Aquellas tierras emergidas fueron capaces de albergar bosques, lagos y ecosistemas complejos. Al mismo tiempo, otras zonas del mismo continente se hundían en dirección opuesta, generando un paisaje en constante transformación.
Los científicos creen que estos movimientos coincidieron con uno de los acontecimientos tectónicos más importantes de la historia reciente del planeta: la formación del actual Anillo de Fuego del Pacífico.
La reorganización de las placas tectónicas fracturó antiguas estructuras geológicas, elevó enormes extensiones de terreno y sumergió otras. Como resultado, Zealandia pasó de ser una vasta masa continental visible a convertirse gradualmente en el territorio oculto que conocemos hoy.
Las muestras de polen revelan además que sus bosques eran similares a los que actualmente sobreviven en algunas regiones del hemisferio sur. Entre las especies identificadas aparecen ancestros de hayas australes, helechos y diversas plantas con flores adaptadas a climas templados y subtropicales.
Por qué permaneció escondido durante tanto tiempo
La historia de Zealandia también demuestra que todavía existen grandes descubrimientos geológicos por realizar.
Aunque el concepto comenzó a tomar forma en la década de 1990, confirmar la existencia de un continente sumergido exigió décadas de estudios sísmicos, análisis gravitacionales, cartografía submarina y exploraciones oceánicas.
Las investigaciones más recientes permitieron crear mapas detallados de toda su extensión. Estos trabajos revelaron otro rasgo singular: su corteza continental es mucho más delgada que la de otros continentes. Mientras la mayoría presenta espesores de entre 30 y 45 kilómetros, en Zealandia apenas alcanza unos 20 kilómetros en muchas regiones.
Esa fragilidad geológica ayuda a explicar por qué terminó hundiéndose tanto bajo el nivel del mar. Durante la separación del antiguo supercontinente Gondwana, la corteza se estiró y adelgazó hasta volverse incapaz de mantenerse elevada.

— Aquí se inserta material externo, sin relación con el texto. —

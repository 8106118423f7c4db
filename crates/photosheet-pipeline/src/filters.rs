//! Non-destructive filter parameters.
//!
//! [`FilterModel`] is an immutable value: every constructor and setter
//! clamps its input into the field's declared range, so a model can
//! never hold an out-of-range value and filter values are never a
//! source of errors downstream. `NaN` is replaced by the field default.

use serde::{Deserialize, Serialize};

/// Valid range and default for one filter field.
#[derive(Debug, Clone, Copy, PartialEq)]
pub struct FilterRange {
    /// Inclusive lower bound.
    pub min: f32,
    /// Inclusive upper bound.
    pub max: f32,
    /// Identity value.
    pub default: f32,
}

impl FilterRange {
    const fn new(min: f32, max: f32, default: f32) -> Self {
        Self { min, max, default }
    }

    /// Clamp `value` into this range, mapping `NaN` to the default.
    #[must_use]
    pub fn clamp(self, value: f32) -> f32 {
        if value.is_nan() {
            self.default
        } else {
            value.clamp(self.min, self.max)
        }
    }
}

/// Adjustment set applied to a photo.
///
/// Percent fields use 100 as identity for the multipliers
/// (brightness, contrast, saturation) and 0 for the blends
/// (sepia, grayscale). `blur` is a Gaussian sigma in pixels.
#[derive(Debug, Clone, Copy, PartialEq, Serialize, Deserialize)]
#[serde(from = "FilterSettings", rename_all = "camelCase")]
pub struct FilterModel {
    brightness: f32,
    contrast: f32,
    saturation: f32,
    sepia: f32,
    grayscale: f32,
    blur: f32,
    sharpness: f32,
    vignette: f32,
}

impl FilterModel {
    /// Brightness multiplier, percent.
    pub const BRIGHTNESS: FilterRange = FilterRange::new(0.0, 200.0, 100.0);
    /// Contrast multiplier around mid-gray, percent.
    pub const CONTRAST: FilterRange = FilterRange::new(0.0, 200.0, 100.0);
    /// Saturation multiplier, percent.
    pub const SATURATION: FilterRange = FilterRange::new(0.0, 200.0, 100.0);
    /// Sepia blend, percent.
    pub const SEPIA: FilterRange = FilterRange::new(0.0, 100.0, 0.0);
    /// Grayscale blend, percent.
    pub const GRAYSCALE: FilterRange = FilterRange::new(0.0, 100.0, 0.0);
    /// Gaussian blur sigma in pixels. Unbounded above.
    pub const BLUR: FilterRange = FilterRange::new(0.0, f32::MAX, 0.0);
    /// Unsharp strength, percent.
    pub const SHARPNESS: FilterRange = FilterRange::new(0.0, 100.0, 0.0);
    /// Vignette strength, percent.
    pub const VIGNETTE: FilterRange = FilterRange::new(0.0, 100.0, 0.0);

    /// Build a model from raw values, clamping each into range.
    #[must_use]
    #[allow(clippy::too_many_arguments)]
    pub fn new(
        brightness: f32,
        contrast: f32,
        saturation: f32,
        sepia: f32,
        grayscale: f32,
        blur: f32,
        sharpness: f32,
        vignette: f32,
    ) -> Self {
        Self {
            brightness: Self::BRIGHTNESS.clamp(brightness),
            contrast: Self::CONTRAST.clamp(contrast),
            saturation: Self::SATURATION.clamp(saturation),
            sepia: Self::SEPIA.clamp(sepia),
            grayscale: Self::GRAYSCALE.clamp(grayscale),
            blur: Self::BLUR.clamp(blur),
            sharpness: Self::SHARPNESS.clamp(sharpness),
            vignette: Self::VIGNETTE.clamp(vignette),
        }
    }

    /// Brightness percent in `[0, 200]`.
    #[must_use]
    pub const fn brightness(&self) -> f32 {
        self.brightness
    }

    /// Contrast percent in `[0, 200]`.
    #[must_use]
    pub const fn contrast(&self) -> f32 {
        self.contrast
    }

    /// Saturation percent in `[0, 200]`.
    #[must_use]
    pub const fn saturation(&self) -> f32 {
        self.saturation
    }

    /// Sepia percent in `[0, 100]`.
    #[must_use]
    pub const fn sepia(&self) -> f32 {
        self.sepia
    }

    /// Grayscale percent in `[0, 100]`.
    #[must_use]
    pub const fn grayscale(&self) -> f32 {
        self.grayscale
    }

    /// Blur sigma in pixels, non-negative.
    #[must_use]
    pub const fn blur(&self) -> f32 {
        self.blur
    }

    /// Sharpness percent in `[0, 100]`.
    #[must_use]
    pub const fn sharpness(&self) -> f32 {
        self.sharpness
    }

    /// Vignette percent in `[0, 100]`.
    #[must_use]
    pub const fn vignette(&self) -> f32 {
        self.vignette
    }

    /// Copy with a new brightness.
    #[must_use]
    pub fn with_brightness(self, value: f32) -> Self {
        Self {
            brightness: Self::BRIGHTNESS.clamp(value),
            ..self
        }
    }

    /// Copy with a new contrast.
    #[must_use]
    pub fn with_contrast(self, value: f32) -> Self {
        Self {
            contrast: Self::CONTRAST.clamp(value),
            ..self
        }
    }

    /// Copy with a new saturation.
    #[must_use]
    pub fn with_saturation(self, value: f32) -> Self {
        Self {
            saturation: Self::SATURATION.clamp(value),
            ..self
        }
    }

    /// Copy with a new sepia blend.
    #[must_use]
    pub fn with_sepia(self, value: f32) -> Self {
        Self {
            sepia: Self::SEPIA.clamp(value),
            ..self
        }
    }

    /// Copy with a new grayscale blend.
    #[must_use]
    pub fn with_grayscale(self, value: f32) -> Self {
        Self {
            grayscale: Self::GRAYSCALE.clamp(value),
            ..self
        }
    }

    /// Copy with a new blur sigma.
    #[must_use]
    pub fn with_blur(self, value: f32) -> Self {
        Self {
            blur: Self::BLUR.clamp(value),
            ..self
        }
    }

    /// Copy with a new sharpness.
    #[must_use]
    pub fn with_sharpness(self, value: f32) -> Self {
        Self {
            sharpness: Self::SHARPNESS.clamp(value),
            ..self
        }
    }

    /// Copy with a new vignette strength.
    #[must_use]
    pub fn with_vignette(self, value: f32) -> Self {
        Self {
            vignette: Self::VIGNETTE.clamp(value),
            ..self
        }
    }

    /// Whether the five per-pixel color steps are all at identity.
    #[must_use]
    #[allow(clippy::float_cmp)]
    pub fn is_color_identity(&self) -> bool {
        self.brightness == Self::BRIGHTNESS.default
            && self.contrast == Self::CONTRAST.default
            && self.saturation == Self::SATURATION.default
            && self.sepia == Self::SEPIA.default
            && self.grayscale == Self::GRAYSCALE.default
    }

    /// Whether baking with this model leaves pixels unchanged.
    ///
    /// Vignette is not part of the bake, so it is ignored here.
    #[must_use]
    pub fn is_bake_identity(&self) -> bool {
        self.is_color_identity() && self.blur <= 0.0 && self.sharpness <= 0.0
    }
}

impl Default for FilterModel {
    fn default() -> Self {
        Self {
            brightness: Self::BRIGHTNESS.default,
            contrast: Self::CONTRAST.default,
            saturation: Self::SATURATION.default,
            sepia: Self::SEPIA.default,
            grayscale: Self::GRAYSCALE.default,
            blur: Self::BLUR.default,
            sharpness: Self::SHARPNESS.default,
            vignette: Self::VIGNETTE.default,
        }
    }
}

/// Unvalidated wire form of [`FilterModel`].
///
/// Deserialization goes through this type so JSON input is clamped the
/// same way as the constructors. Missing keys take their defaults.
#[derive(Debug, Clone, Copy, Deserialize)]
#[serde(default, rename_all = "camelCase")]
struct FilterSettings {
    brightness: f32,
    contrast: f32,
    saturation: f32,
    sepia: f32,
    grayscale: f32,
    blur: f32,
    sharpness: f32,
    vignette: f32,
}

impl Default for FilterSettings {
    fn default() -> Self {
        let d = FilterModel::default();
        Self {
            brightness: d.brightness,
            contrast: d.contrast,
            saturation: d.saturation,
            sepia: d.sepia,
            grayscale: d.grayscale,
            blur: d.blur,
            sharpness: d.sharpness,
            vignette: d.vignette,
        }
    }
}

impl From<FilterSettings> for FilterModel {
    fn from(s: FilterSettings) -> Self {
        Self::new(
            s.brightness,
            s.contrast,
            s.saturation,
            s.sepia,
            s.grayscale,
            s.blur,
            s.sharpness,
            s.vignette,
        )
    }
}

Hoy, la mayor parte de aquel continente permanece inaccesible bajo las aguas del Pacífico Sur. Sus antiguos valles, montañas y bosques desaparecieron hace millones de años, ocultos bajo kilómetros de océano. Sin embargo, las perforaciones y los nuevos mapas han permitido reconstruir una historia extraordinaria: la de un continente real que estuvo frente a nosotros todo el tiempo, pero tan profundamente sumergido que la humanidad tardó décadas en reconocer su existencia.